EXERCISE DETAILS:
Transcribe exactly the span of lines that begins the records and ends with the line holding "let mut reports", both boundary lines included.

══ INPUT FOR THIS TASK ══

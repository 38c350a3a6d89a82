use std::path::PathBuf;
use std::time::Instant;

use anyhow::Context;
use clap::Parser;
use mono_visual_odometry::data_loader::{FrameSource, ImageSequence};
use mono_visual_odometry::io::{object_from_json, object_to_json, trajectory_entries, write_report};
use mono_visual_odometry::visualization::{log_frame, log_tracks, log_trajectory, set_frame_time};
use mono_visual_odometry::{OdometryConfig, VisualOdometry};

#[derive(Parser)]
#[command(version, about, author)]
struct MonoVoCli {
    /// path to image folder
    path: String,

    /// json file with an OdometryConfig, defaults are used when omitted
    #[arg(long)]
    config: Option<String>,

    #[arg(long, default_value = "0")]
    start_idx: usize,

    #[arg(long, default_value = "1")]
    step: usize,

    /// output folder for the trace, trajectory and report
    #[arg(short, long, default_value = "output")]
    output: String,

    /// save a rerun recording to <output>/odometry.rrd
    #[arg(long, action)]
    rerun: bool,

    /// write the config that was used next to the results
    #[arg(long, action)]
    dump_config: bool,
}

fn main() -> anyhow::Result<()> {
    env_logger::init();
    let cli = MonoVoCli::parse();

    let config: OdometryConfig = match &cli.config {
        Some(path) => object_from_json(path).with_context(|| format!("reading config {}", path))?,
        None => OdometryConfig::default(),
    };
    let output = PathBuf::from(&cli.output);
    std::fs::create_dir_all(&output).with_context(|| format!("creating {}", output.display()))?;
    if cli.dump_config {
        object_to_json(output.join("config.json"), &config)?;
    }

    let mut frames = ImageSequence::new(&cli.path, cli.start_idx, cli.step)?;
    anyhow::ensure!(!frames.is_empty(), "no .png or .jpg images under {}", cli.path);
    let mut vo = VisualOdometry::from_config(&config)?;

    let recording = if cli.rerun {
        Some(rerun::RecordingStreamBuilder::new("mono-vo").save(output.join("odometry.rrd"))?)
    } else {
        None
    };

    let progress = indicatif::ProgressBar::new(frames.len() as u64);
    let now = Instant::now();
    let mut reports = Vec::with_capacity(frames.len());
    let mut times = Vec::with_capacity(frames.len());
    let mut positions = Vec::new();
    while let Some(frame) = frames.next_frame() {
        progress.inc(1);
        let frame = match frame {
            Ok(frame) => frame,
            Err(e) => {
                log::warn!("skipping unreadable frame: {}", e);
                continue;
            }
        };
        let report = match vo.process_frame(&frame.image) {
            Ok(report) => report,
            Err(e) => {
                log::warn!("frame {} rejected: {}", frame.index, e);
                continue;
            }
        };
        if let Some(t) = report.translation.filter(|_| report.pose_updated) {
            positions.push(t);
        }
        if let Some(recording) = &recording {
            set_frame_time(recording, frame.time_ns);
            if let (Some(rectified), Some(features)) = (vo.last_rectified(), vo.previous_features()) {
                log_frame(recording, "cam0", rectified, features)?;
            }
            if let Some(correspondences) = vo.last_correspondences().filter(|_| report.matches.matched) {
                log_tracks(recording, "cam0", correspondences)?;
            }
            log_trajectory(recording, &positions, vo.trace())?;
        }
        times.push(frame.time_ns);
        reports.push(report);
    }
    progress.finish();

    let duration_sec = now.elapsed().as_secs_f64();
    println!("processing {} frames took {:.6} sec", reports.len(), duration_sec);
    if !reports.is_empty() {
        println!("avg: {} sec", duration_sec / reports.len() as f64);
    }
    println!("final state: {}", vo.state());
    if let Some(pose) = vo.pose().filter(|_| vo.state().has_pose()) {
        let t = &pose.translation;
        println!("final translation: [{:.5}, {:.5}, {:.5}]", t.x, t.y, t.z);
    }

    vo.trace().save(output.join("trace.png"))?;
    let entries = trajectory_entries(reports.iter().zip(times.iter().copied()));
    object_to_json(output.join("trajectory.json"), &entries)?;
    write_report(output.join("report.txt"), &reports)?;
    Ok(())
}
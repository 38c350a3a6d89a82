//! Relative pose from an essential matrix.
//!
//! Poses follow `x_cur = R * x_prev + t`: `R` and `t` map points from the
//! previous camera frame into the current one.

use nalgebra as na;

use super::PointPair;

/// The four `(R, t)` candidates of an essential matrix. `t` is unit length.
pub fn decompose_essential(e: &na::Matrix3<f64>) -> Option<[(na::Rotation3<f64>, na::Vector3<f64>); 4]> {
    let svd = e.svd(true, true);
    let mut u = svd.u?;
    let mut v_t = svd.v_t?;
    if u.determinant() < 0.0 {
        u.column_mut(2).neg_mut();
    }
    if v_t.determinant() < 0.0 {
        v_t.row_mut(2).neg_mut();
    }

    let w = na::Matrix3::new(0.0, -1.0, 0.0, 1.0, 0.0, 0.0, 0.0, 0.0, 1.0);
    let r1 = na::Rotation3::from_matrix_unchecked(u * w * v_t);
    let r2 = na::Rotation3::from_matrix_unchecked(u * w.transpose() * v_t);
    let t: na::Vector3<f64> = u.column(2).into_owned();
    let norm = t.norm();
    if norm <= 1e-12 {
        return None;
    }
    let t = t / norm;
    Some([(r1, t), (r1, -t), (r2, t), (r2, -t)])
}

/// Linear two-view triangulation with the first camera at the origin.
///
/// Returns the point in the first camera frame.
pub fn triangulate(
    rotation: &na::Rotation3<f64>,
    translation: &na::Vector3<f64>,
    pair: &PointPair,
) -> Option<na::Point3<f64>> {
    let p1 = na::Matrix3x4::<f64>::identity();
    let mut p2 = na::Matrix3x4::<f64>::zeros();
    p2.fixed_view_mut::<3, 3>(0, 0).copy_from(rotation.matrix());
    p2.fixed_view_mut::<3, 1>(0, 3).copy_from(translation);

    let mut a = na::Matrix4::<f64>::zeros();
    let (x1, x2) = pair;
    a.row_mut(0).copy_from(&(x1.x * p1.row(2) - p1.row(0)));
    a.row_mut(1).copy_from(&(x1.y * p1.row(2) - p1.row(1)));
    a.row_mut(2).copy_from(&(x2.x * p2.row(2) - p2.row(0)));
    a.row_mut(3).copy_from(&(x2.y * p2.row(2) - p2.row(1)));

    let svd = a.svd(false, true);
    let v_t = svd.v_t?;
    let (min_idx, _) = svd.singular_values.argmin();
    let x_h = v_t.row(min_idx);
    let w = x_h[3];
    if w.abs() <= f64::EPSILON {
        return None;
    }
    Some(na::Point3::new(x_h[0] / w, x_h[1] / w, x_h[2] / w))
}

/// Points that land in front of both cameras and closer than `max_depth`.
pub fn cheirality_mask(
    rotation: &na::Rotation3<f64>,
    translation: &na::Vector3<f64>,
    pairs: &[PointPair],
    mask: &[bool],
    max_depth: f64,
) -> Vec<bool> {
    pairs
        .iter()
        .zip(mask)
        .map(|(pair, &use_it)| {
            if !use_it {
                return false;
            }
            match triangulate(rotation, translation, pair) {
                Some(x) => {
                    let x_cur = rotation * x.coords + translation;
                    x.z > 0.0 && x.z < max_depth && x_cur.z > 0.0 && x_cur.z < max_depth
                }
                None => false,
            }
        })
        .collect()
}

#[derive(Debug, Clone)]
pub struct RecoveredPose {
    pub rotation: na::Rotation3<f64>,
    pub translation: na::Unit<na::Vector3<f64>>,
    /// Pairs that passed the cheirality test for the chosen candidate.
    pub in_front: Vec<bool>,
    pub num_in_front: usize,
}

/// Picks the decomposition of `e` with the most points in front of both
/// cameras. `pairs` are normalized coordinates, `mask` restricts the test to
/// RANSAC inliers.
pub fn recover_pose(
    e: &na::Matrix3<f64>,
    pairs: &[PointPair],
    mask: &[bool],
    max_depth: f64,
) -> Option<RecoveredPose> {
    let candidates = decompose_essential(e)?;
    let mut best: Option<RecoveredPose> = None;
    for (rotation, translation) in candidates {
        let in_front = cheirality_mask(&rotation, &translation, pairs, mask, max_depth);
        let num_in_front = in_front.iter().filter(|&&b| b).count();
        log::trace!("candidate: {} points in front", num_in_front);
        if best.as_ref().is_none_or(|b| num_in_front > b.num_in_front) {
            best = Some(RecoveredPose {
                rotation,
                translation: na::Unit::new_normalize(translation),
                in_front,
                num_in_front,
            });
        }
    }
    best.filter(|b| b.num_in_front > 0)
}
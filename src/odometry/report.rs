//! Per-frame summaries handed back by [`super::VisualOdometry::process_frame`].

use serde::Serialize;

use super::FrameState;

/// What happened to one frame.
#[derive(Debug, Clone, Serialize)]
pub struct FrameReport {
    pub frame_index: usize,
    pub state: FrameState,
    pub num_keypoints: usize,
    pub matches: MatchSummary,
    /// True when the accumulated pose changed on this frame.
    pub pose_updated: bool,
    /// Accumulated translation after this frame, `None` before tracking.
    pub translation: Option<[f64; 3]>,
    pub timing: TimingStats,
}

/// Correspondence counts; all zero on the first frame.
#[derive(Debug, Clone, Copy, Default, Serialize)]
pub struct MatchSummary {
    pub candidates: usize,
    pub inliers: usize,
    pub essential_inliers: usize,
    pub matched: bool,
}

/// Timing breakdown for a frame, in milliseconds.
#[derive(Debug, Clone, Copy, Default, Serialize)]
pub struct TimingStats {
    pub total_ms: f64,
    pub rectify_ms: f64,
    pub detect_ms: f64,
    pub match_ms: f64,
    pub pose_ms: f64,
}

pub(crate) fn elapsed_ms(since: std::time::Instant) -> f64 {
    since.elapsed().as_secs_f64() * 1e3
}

═══

ANSWER BELOW:
repository 38c350a3a6d89a82
use std::path::PathBuf;
use std::time::Instant;

use anyhow::Context;
use clap::Parser;
use mono_visual_odometry::data_loader::{FrameSource, ImageSequence};
use mono_visual_odometry::io::{object_from_json, object_to_json, trajectory_entries, write_report};
use mono_visual_odometry::visualization::{log_frame, log_tracks, log_trajectory, set_frame_time};
use mono_visual_odometry::{OdometryConfig, VisualOdometry};

#[derive(Parser)]
#[command(version, about, author)]
struct MonoVoCli {
    /// path to image folder
    path: String,

    /// json file with an OdometryConfig, defaults are used when omitted
    #[arg(long)]
    config: Option<String>,

    #[arg(long, default_value = "0")]
    start_idx: usize,

    #[arg(long, default_value = "1")]
    step: usize,

    /// output folder for the trace, trajectory and report
    #[arg(short, long, default_value = "output")]
    output: String,

    /// save a rerun recording to <output>/odometry.rrd
    #[arg(long, action)]
    rerun: bool,

    /// write the config that was used next to the results
    #[arg(long, action)]
    dump_config: bool,
}

fn main() -> anyhow::Result<()> {
    env_logger::init();
    let cli = MonoVoCli::parse();

    let config: OdometryConfig = match &cli.config {
        Some(path) => object_from_json(path).with_context(|| format!("reading config {}", path))?,
        None => OdometryConfig::default(),
    };
    let output = PathBuf::from(&cli.output);
    std::fs::create_dir_all(&output).with_context(|| format!("creating {}", output.display()))?;
    if cli.dump_config {
        object_to_json(output.join("config.json"), &config)?;
    }

    let mut frames = ImageSequence::new(&cli.path, cli.start_idx, cli.step)?;
    anyhow::ensure!(!frames.is_empty(), "no .png or .jpg images under {}", cli.path);
    let mut vo = VisualOdometry::from_config(&config)?;

    let recording = if cli.rerun {
        Some(rerun::RecordingStreamBuilder::new("mono-vo").save(output.join("odometry.rrd"))?)
    } else {
        None
    };

    let progress = indicatif::ProgressBar::new(frames.len() as u64);
    let now = Instant::now();
    let mut reports = Vec::with_capacity(frames.len());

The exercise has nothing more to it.